Ucapannya langsung terbantahkan oleh kata-kata Oma. Hahahaha. Dina mengelus perutnya. Emangnya mengidam aneh, hasilnya yaa sepertinya dan saudara kembarnya. Bagaimana yang ini? Hanya doa yang bisa mengubah takdir.
"Lagian dikasih makan apa sih, Bang, bininya? Ngidam malah begini."
Lama-lama Rain ikut mendumel. Hahaha. Ia jadi was-was. Takut menjadi korban juga. Karena Dina kan tak terduga. Meski sejauh ini korbannya baru Ardan dan Ferril. Bukan Ando, Farrel, Agha yang notabene-nya lebih kalem begitu. Rain kan jadi kepikiran. Jangan-jangan itu bayi di dalam perut kakak sepupunya memang hanya mengerjai orang-orang yang tengil? Iya gak sih? Memangnya ada teori begitu? Anggap aja begitu deh.
Adit hanya bisa terkekeh kecil. Banyak kejadian tak masuk akal sejak mereka hidup bersama. Adit juga tak paham di mana ketak salahnya. Menurutnya, hidupnya justru semakin berwarna. Tapi bagi yang lain, hidup mereka itu agak-agak rada-rada alias gila. Jauh dari kata normal. Tidak seperti pasangan suami-istri normal lainnya.
"Rame bangeet," tutur Fasha yang baru keluar dari lift. Yaaa kalau Ferril sih memang tidak mengherankan. Ardan juga sering datang. Rain? Adiknya juga kalau bertugas kan. Kalau Dina dan Adit? Ini pasutri datang dalam rangka apa? Ia terheran-heran. "Pada ngapain?"

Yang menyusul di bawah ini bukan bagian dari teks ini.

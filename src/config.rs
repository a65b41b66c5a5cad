use serde::{Deserialize, Serialize};
use std::env;
use std::path::PathBuf;

#[derive(Debug, Clone, Serialize, Deserialize)]
pub struct LimitsConfig {
    pub max_tweets_to_fetch: usize,
    pub max_replies_to_generate: usize,
}

impl Default for LimitsConfig {
    fn default() -> Self {
        Self {
            max_tweets_to_fetch: 10,
            max_replies_to_generate: 5,
        }
    }
}

#[derive(Debug, Clone, Serialize, Deserialize)]
pub struct ViralWeights {
    pub engagement_weight: f64,
    pub recency_weight: f64,
    pub recency_window_hours: f64,
    pub verified_multiplier: f64,
    pub views_per_like: u64,
}

impl Default for ViralWeights {
    fn default() -> Self {
        Self {
            engagement_weight: 0.7,
            recency_weight: 0.3,
            recency_window_hours: 72.0,
            verified_multiplier: 1.2,
            views_per_like: 100,
        }
    }
}

#[derive(Debug, Clone, Serialize, Deserialize)]
pub struct PotentialWeights {
    pub views_floor: u64,
    pub rate_scale: f64,
    pub verified_bonus: f64,
    pub recency_scale: f64,
}

impl Default for PotentialWeights {
    fn default() -> Self {
        Self {
            views_floor: 1000,
            rate_scale: 50.0,
            verified_bonus: 10.0,
            recency_scale: 5.0,
        }
    }
}

#[derive(Debug, Clone, Default, Serialize, Deserialize)]
#[serde(default)]
pub struct AppConfig {
    pub limits: LimitsConfig,
    pub viral: ViralWeights,
    pub potential: PotentialWeights,
}

impl AppConfig {
    pub fn load(path: Option<PathBuf>) -> Result<(Self, Option<PathBuf>), String> {
        let config_path = path.or_else(default_config_path);
        let mut config = if let Some(path) = config_path.as_ref() {
            if path.exists() {
                let contents = std::fs::read_to_string(path)
                    .map_err(|err| format!("failed to read config: {}", err))?;
                toml::from_str(&contents)
                    .map_err(|err| format!("failed to parse config: {}", err))?
            } else {
                AppConfig::default()
            }
        } else {
            AppConfig::default()
        };

        config.apply_env_overrides();
        Ok((config, config_path))
    }

    fn apply_env_overrides(&mut self) {
        if let Ok(value) = env::var("MAX_TWEETS_TO_FETCH") {
            if let Ok(value) = value.parse::<usize>() {
                self.limits.max_tweets_to_fetch = value;
            }
        }
        if let Ok(value) = env::var("MAX_REPLIES_TO_GENERATE") {
            if let Ok(value) = value.parse::<usize>() {
                self.limits.max_replies_to_generate = value;
            }
        }
    }
}

fn default_config_path() -> Option<PathBuf> {
    env::var("REPLYGUY_CONFIG_PATH")
        .ok()
        .filter(|value| !value.trim().is_empty())
        .map(PathBuf::from)
        .or_else(|| Some(PathBuf::from("config/replyguy.toml")))
}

"Duduk lah duluuu," tutur Dina. Adit terkekeh. Ia sedang memerhatikan tingkah istrinya. Kalau Fasha juga menjadi korban, berarti tingkat kejahilan bayi mereka parah banget. Dari sekian banyak sepupu-sepupunya, memang hanya Fasha yang paling segan untuk disentuh. Ardan saja tak berani mengerjainya. Hahaha. Takut disilatin! Silat beneran! Fasha kan jago.
"Bini lo kenapa, Dit?"
Ia sudah curiga duluan. Adit terbahak. Ia tak bisa menahan tawanya karena mendengar Fasha berkata seperti itu. Juga tak bisa menahan tawanya karena melihat tingkah istrinya yang malah menatap Fasha tanpa kedip.
"Cewek apa cowok sih, Bang? Udah kelihatan belum? Giliran ngelihat Kak Asha jadi genit begitu."
Ferril protes. Kenapa gilirannya malah dijitak? Hahahaha.
Dina terkikik-kikik. Dan itu membuat Rain bergidik. Memangnya kalau hamil bisa membuat orang jadi tidak normal begitu? Hahaha.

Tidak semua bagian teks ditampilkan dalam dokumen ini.